Не прерывалась связь Скалона и с газетой «Русские ведомости», печататься в которой он начал еще в первой половине 1870-х годов, а в 1883-м вошел в состав товарищества по ее изданию. Некоторое время он заведовал внутренним отделом газеты (совместно с М.А. Саблиным), а с середины 1890-х годов вел раздел «Земская хроника», регулярно предоставляя место на страницах авторитетной газеты для выступлений земских служащих. Именно в это время «Русские ведомости» стали приобретать либерально-демократический, в известной мере либерально-народнический характер.
Насыщенная публицистическая деятельность, многообразные связи с первопрестольной обусловили в 1899 году переезд В.Ю. Скалона в Москву после отставки со службы в чине действительного статского советника (1896). Сторонник «самодеятельности общества», Скалой в начале 1900-х годов был членом московского отдела Всероссийского общества народных университетов, почетным членом Московского общества сельского хозяйства. Однако главным делом его жизни продолжало оставаться сотрудничество в «Русских ведомостях». Утвержденный одним из официальных редакторов газеты, он по-прежнему ставил во главу угла поддержку земства. По мнению редакции, «для популяризации идеи земского самоуправления в нашем Отечестве никто не сделал больше Скалона». «Одно из первых мест в литературе о земстве и в земской публицистике» отводил ему и П.Б. Струве.
Вместе с тем еще современники отмечали, что значимость В.Ю. Скалона не ограничивается его вкладом в развитие местного самоуправления и публицистики. В частности, А.Н. Максимов, известный ученый, член ЦК кадетской партии, уже после Февральской революции 1917 года, выражая мнение многих, называл своего коллегу по работе в «Русских ведомостях» «одним из наиболее видных политических деятелей старой доконституционной России». Несмотря на то что сфера приложения их сил, замечал Максимов, в условиях самодержавия была ограничена участием в земстве и печати, труды этих людей были объединены «идеями общеполитического порядка» – создания народного представительства, «правовых основ для развития внутренней жизни». Поэтому не случайно, что в 1904 году, «на заре русского освобождения», именно Скалой первым в русской легальной печати поднял вопрос о созыве народного представительства («Русские ведомости». 1904.14 октября. № 286).
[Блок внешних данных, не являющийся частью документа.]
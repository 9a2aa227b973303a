//! Server state management.

use std::sync::Arc;

use nudge_core::classify::LlmClassifier;
use nudge_core::traits::Llm;
use nudge_llm::LlmFactory;
use tracing::warn;

/// Most conditions accepted in one batch request.
pub const MAX_BATCH_CONDITIONS: usize = 20;

/// Shared application state.
#[derive(Clone)]
pub struct AppState {
    inner: Arc<AppStateInner>,
}

struct AppStateInner {
    classifier: Option<LlmClassifier>,
    max_batch_conditions: usize,
}

impl AppState {
    /// State without a classifier; classification requests fail with 500.
    pub fn unconfigured() -> Self {
        Self::build(None)
    }

    /// State classifying through the given model.
    pub fn with_llm(llm: Arc<dyn Llm>) -> Self {
        Self::build(Some(LlmClassifier::new(llm)))
    }

    /// Build the provider selected by `NUDGE_LLM_PROVIDER`.
    ///
    /// A missing credential is not fatal: the server still starts and
    /// reports it per request, so health checks keep working.
    pub fn from_env() -> Self {
        match LlmFactory::from_env() {
            Ok(llm) => Self::with_llm(llm),
            Err(e) => {
                warn!(error = %e, "Classifier not configured");
                Self::unconfigured()
            }
        }
    }

    fn build(classifier: Option<LlmClassifier>) -> Self {
        Self {
            inner: Arc::new(AppStateInner {
                classifier,
                max_batch_conditions: MAX_BATCH_CONDITIONS,
            }),
        }
    }

    pub fn classifier(&self) -> Option<&LlmClassifier> {
        self.inner.classifier.as_ref()
    }

    pub fn is_configured(&self) -> bool {
        self.inner.classifier.is_some()
    }

    pub fn model_name(&self) -> Option<&str> {
        self.classifier().map(|c| c.model_name())
    }

    pub fn max_batch_conditions(&self) -> usize {
        self.inner.max_batch_conditions
    }
}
Приветствуя политику доверия верховной власти к общественным учреждениям, провозглашенную тогда министром внутренних дел князем Святополк-Мирским, Скалой настаивал на необходимости превратить это доверие «из субъективного чувства отдельного лица в объективную правовую норму, обставленную настолько прочными гарантиями, чтобы отношения правительства к обществу не могли изменяться в зависимости от такой случайности, как перемена отдельных лиц во главе управления». Насущнейшей потребностью современности он называл «правильную постановку законодательной деятельности в смысле обеспечения ее сферы от вторжения администрации и придания ей большей жизненности»: «Ввиду последней необходимо предоставление участия в законодательной работе народным представителям. Пора, наконец, признать за русским народом право законно влиять на свои судьбы и на законодательное разрешение касающихся его жизненных вопросов… Русское общество страдает от неуверенности в завтрашнем дне. Нужно, чтобы кошмар, который давил его, больше не повторился».
Наблюдая стремительное развитие революции в России, начиная с осени 1904 года В.Ю. Скалой, как считал П.Б. Струве, не играл активной роли «в новейшем политическом движении». Однако верным это мнение можно признать только отчасти. Действительно, Скалой не счел для себя возможным вступить в ряды крупнейших либеральных партий; его имя не звучало с трибуны первого российского парламента. В начале 1906 года он оставил пост редактора «Русских ведомостей» и покинул Москву, поселившись в своем имении Михайловское в Ярославской губернии.
Сторонник исключительно мирного обновления Родины путем последовательного осуществления демократических реформ в интересах большинства населения, Скалой, казалось, «с некоторым недоумением и скептицизмом взирал на взбаламученное море политических страстей и партийной борьбы и не находил себе в нем места», – писал Струве, подчеркивая вместе с тем, что «это недоумение и скептицизм имели свои глубокие основания, и в них чувствовалась больше здоровая критика умудренного опытом деятеля, чем старческая усталость и желание покоя».